Law firms and consultants of all types who advise them are very keen to talk about ‘the post-Covid world’. Anyone with the strength to wade out past the articles on Martin Bashir and princess Diana, which stretch almost the horizon today, will find a lot of ‘thought leadership’ pieces on hybrid working arrangements and the future of the legal sector.
There are interesting things happening around property too. London, its City skyline bedecked with statement office blocks, is bottom of the league for increases in house prices for the past year. It seems that folk who don’t share my love of London, but live here just for work, are looking to move further out.

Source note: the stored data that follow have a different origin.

use std::fmt;

/// Root paths of the four record collections.
#[derive(Debug, Clone, Copy, PartialEq, Eq, Hash)]
pub enum Collection {
    Products,
    Users,
    Chats,
    Messages,
}

impl Collection {
    pub fn as_str(self) -> &'static str {
        match self {
            Collection::Products => "productos",
            Collection::Users => "usuarios",
            Collection::Chats => "chats",
            // Existing message data lives under the singular root.
            Collection::Messages => "mensaje",
        }
    }
}

impl fmt::Display for Collection {
    fn fmt(&self, f: &mut fmt::Formatter<'_>) -> fmt::Result {
        f.write_str(self.as_str())
    }
}

/// A `/`-separated location in the store. Every segment is a valid key.
#[derive(Debug, Clone, PartialEq, Eq, Hash)]
pub struct StorePath {
    segments: Vec<String>,
}

impl StorePath {
    pub fn collection(collection: Collection) -> Self {
        Self {
            segments: vec![collection.as_str().to_string()],
        }
    }

    /// Path of one record, or `None` when `key` can never name a stored record.
    pub fn record(collection: Collection, key: &str) -> Option<Self> {
        Self::collection(collection).child(key)
    }

    pub fn child(&self, key: &str) -> Option<Self> {
        if !is_valid_key(key) {
            return None;
        }

        let mut segments = self.segments.clone();
        segments.push(key.to_string());
        Some(Self { segments })
    }

    pub fn segments(&self) -> &[String] {
        &self.segments
    }
}

impl fmt::Display for StorePath {
    fn fmt(&self, f: &mut fmt::Formatter<'_>) -> fmt::Result {
        f.write_str(&self.segments.join("/"))
    }
}

fn is_valid_key(key: &str) -> bool {
    !key.is_empty()
        && !key
            .chars()
            .any(|c| matches!(c, '.' | '$' | '#' | '[' | ']' | '/') || c.is_ascii_control())
}
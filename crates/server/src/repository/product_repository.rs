use std::sync::Arc;

use anyhow::Result;
use async_trait::async_trait;
use mercado_core::domain::{NewProduct, Product, ProductChanges, ProductId, ProductRecord, Timestamp};
use mercado_core::store::{Collection, DocumentStore};

use super::documents::Documents;

#[async_trait]
pub trait ProductRepository: Send + Sync {
    async fn create(&self, new_product: NewProduct) -> Result<ProductRecord>;
    /// `None` when no product has ever been stored.
    async fn list(&self) -> Result<Option<Vec<ProductRecord>>>;
    async fn find_by_id(&self, product_id: &ProductId) -> Result<Option<ProductRecord>>;
    async fn update(
        &self,
        product_id: &ProductId,
        changes: ProductChanges,
    ) -> Result<Option<ProductRecord>>;
    async fn delete(&self, product_id: &ProductId) -> Result<bool>;
}

pub struct StoreProductRepository {
    documents: Documents<Product>,
}

impl StoreProductRepository {
    pub fn new(store: Arc<dyn DocumentStore>) -> Self {
        Self {
            documents: Documents::new(store, Collection::Products),
        }
    }

    fn map_entry((key, product): (String, Product)) -> ProductRecord {
        ProductRecord {
            id: ProductId::from(key),
            product,
        }
    }
}

#[async_trait]
impl ProductRepository for StoreProductRepository {
    async fn create(&self, new_product: NewProduct) -> Result<ProductRecord> {
        let product = new_product.publish(Timestamp::now());
        let key = self.documents.insert(&product).await?;

        Ok(Self::map_entry((key, product)))
    }

    async fn list(&self) -> Result<Option<Vec<ProductRecord>>> {
        let entries = self.documents.all().await?;
        Ok(entries.map(|entries| entries.into_iter().map(Self::map_entry).collect()))
    }

    async fn find_by_id(&self, product_id: &ProductId) -> Result<Option<ProductRecord>> {
        let product = self.documents.get(product_id.as_str()).await?;
        Ok(product.map(|product| ProductRecord {
            id: product_id.clone(),
            product,
        }))
    }

    async fn update(
        &self,
        product_id: &ProductId,
        changes: ProductChanges,
    ) -> Result<Option<ProductRecord>> {
        let product = self.documents.merge(product_id.as_str(), &changes).await?;
        Ok(product.map(|product| ProductRecord {
            id: product_id.clone(),
            product,
        }))
    }

    async fn delete(&self, product_id: &ProductId) -> Result<bool> {
        self.documents.remove(product_id.as_str()).await
    }
}
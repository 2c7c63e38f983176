use anyhow::Context;
use mercado_server::api::{self, AppState};
use mercado_server::config::AppConfig;
use mercado_server::store;
use tokio::net::TcpListener;
use tracing::info;
use tracing_subscriber::EnvFilter;

#[tokio::main]
async fn main() -> anyhow::Result<()> {
    init_tracing()?;

    info!("starting mercado server");
    let config = AppConfig::load().context("failed to load server config")?;

    let store = store::connect(&config.store).context("failed to initialize document store")?;
    let app = api::router(AppState::new(store), &config.http.cors_origins);

    let addr = config.http.socket_addr();
    let listener = TcpListener::bind(&addr)
        .await
        .with_context(|| format!("failed to bind {addr}"))?;
    info!(%addr, "server is ready, press Ctrl+C to shut down");

    axum::serve(listener, app)
        .with_graceful_shutdown(shutdown_signal())
        .await
        .context("server terminated unexpectedly")?;

    info!("server shutdown complete");
    Ok(())
}

async fn shutdown_signal() {
    if tokio::signal::ctrl_c().await.is_ok() {
        info!("shutdown signal received, stopping server");
    }
}

fn init_tracing() -> anyhow::Result<()> {
    let env_filter = EnvFilter::try_from_default_env().or_else(|_| EnvFilter::try_new("info"))?;

    tracing_subscriber::fmt().with_env_filter(env_filter).init();
    Ok(())
}
//! 消息 API 路由。

use std::sync::Arc;

use axum::{
    Json, Router,
    extract::{Path, State, rejection::JsonRejection},
    http::StatusCode,
    routing::{get, post},
};
use mercado_api_types::{CreateMessageRequest, MessageRecordResponse};
use mercado_core::domain::{
    ChatId, DomainError, MessageRecord, NewMessage, UserId, required_text,
};
use tracing::info;

use super::error::ApiError;
use super::state::AppState;

/// 创建消息 API 路由。
pub fn create_message_router() -> Router<Arc<AppState>> {
    Router::new()
        .route("/mensajes", post(create_message))
        .route("/mensajes/{chat_id}", get(list_chat_messages))
}

fn new_message(request: CreateMessageRequest) -> Result<NewMessage, DomainError> {
    Ok(NewMessage {
        chat_id: required_text("chat_id", request.chat_id)?.into(),
        emisor_id: required_text("emisor_id", request.emisor_id)?.into(),
        contenido: required_text("contenido", request.contenido)?,
    })
}

fn message_response(record: MessageRecord) -> MessageRecordResponse {
    let MessageRecord { id, message } = record;
    MessageRecordResponse {
        id: id.into_inner(),
        chat_id: message.chat_id.map(ChatId::into_inner),
        emisor_id: message.emisor_id.map(UserId::into_inner),
        contenido: message.contenido,
        fecha_envio: message.fecha_envio.map(|fecha| fecha.to_string()),
    }
}

async fn create_message(
    State(state): State<Arc<AppState>>,
    payload: Result<Json<CreateMessageRequest>, JsonRejection>,
) -> Result<(StatusCode, Json<MessageRecordResponse>), ApiError> {
    let Json(request) = payload?;
    let message = new_message(request)?;
    let chat_id = message.chat_id.clone();

    let record = state
        .messages
        .create(message)
        .await
        .map_err(ApiError::store("Error creando mensaje"))?;

    info!(id = %record.id, %chat_id, "message sent");
    Ok((StatusCode::CREATED, Json(message_response(record))))
}

/// 按发送时间升序列出会话中的消息。
async fn list_chat_messages(
    State(state): State<Arc<AppState>>,
    Path(chat_id): Path<String>,
) -> Result<Json<Vec<MessageRecordResponse>>, ApiError> {
    let messages = state
        .messages
        .list_by_chat(&ChatId::from(chat_id))
        .await
        .map_err(ApiError::store("Error obteniendo mensajes del chat"))?
        .ok_or_else(|| ApiError::not_found("No hay mensajes para este chat"))?;

    Ok(Json(messages.into_iter().map(message_response).collect()))
}
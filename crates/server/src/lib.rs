//! Marketplace REST gateway over a remote document store.

pub mod api;
pub mod config;
pub mod repository;
pub mod store;
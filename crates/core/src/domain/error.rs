use thiserror::Error;

#[derive(Debug, Error, PartialEq, Eq)]
pub enum DomainError {
    #[error("missing required field: {0}")]
    MissingField(&'static str),
}
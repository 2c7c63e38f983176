//! Tolerant decoding for stored documents.
//!
//! Records written by older clients may lack fields or carry them with an
//! unexpected type. Such fields decode as `None` instead of failing the record.

use serde::de::DeserializeOwned;
use serde::{Deserialize, Deserializer};
use serde_json::Value;

pub(crate) fn field<'de, D, T>(deserializer: D) -> Result<Option<T>, D::Error>
where
    D: Deserializer<'de>,
    T: DeserializeOwned,
{
    let value = Option::<Value>::deserialize(deserializer)?;
    Ok(value.and_then(|value| serde_json::from_value(value).ok()))
}
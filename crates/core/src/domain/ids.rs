use std::fmt;

use serde::{Deserialize, Serialize};

/// Record identifiers are opaque keys generated by the document store.
macro_rules! define_id_type {
    ($name:ident) => {
        #[derive(Debug, Clone, PartialEq, Eq, Hash, PartialOrd, Ord, Serialize, Deserialize)]
        #[serde(transparent)]
        pub struct $name(String);

        impl $name {
            pub fn new(value: impl Into<String>) -> Self {
                Self(value.into())
            }

            pub fn as_str(&self) -> &str {
                &self.0
            }

            pub fn into_inner(self) -> String {
                self.0
            }
        }

        impl fmt::Display for $name {
            fn fmt(&self, f: &mut fmt::Formatter<'_>) -> fmt::Result {
                f.write_str(&self.0)
            }
        }

        impl From<String> for $name {
            fn from(value: String) -> Self {
                Self(value)
            }
        }

        impl From<&str> for $name {
            fn from(value: &str) -> Self {
                Self(value.to_string())
            }
        }

        impl From<$name> for String {
            fn from(value: $name) -> Self {
                value.into_inner()
            }
        }

        impl AsRef<str> for $name {
            fn as_ref(&self) -> &str {
                &self.0
            }
        }
    };
}

define_id_type!(ProductId);
define_id_type!(UserId);
define_id_type!(ChatId);
define_id_type!(MessageId);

And for lawyers and support staff who have kept their jobs, the resilience of the legal sector economy may mean that they are among the financial winners from the lockdowns and restrictions of the past year. They are not spending on season tickets, £5 sandwiches, restaurants or foreign holidays.
I was looking for a new suit at the start of March last year. Instead that money’s stayed in my bank account, and it’s the same for many others.
Looked at this way, the post-Covid future is all about opportunity – a chance for professionals to work in a way better adapted to the interests and demands of their home life, using the office only when they need to. There is a chance to be less stretched by our commitments.
All this is, though, leading many law firm leaders to consider something none of them are talking about publicly.
If remuneration and benefits of all sorts are connected to the ‘old’ way of working, can they be cut?
If your people are not in Barnes, but have in fact upped sticks to Alnwick or Dungeness, should their role attract a London weighting just because that’s where the HQ is?
Even our most gilded law firms run a tight ship when it comes to finances, where apparently modest discretionary spend can be hard to clear. And of course, lower spend on staff means more for equity partner profits.
‘I don’t want to be quoted on this, but we are looking at London weighting,’ several managing partners have said to me. It is not just London where this logic is being applied. Any cost of living element can be under consideration.
If we look beyond a probable consumer boom from pent up demand – in part achieved using the London weighting money so many have saved – then the economy may not be in great shape. It is functioning under the artifice of unsustainable public spending levels, and as the knock-back to the UK on attempted accession to the Lugano convention underlines, the UK’s trading position on goods and services is far from settled.
In that context, if law firms can save not just on office space, but also on remuneration and benefits, then many will be tempted to do just that.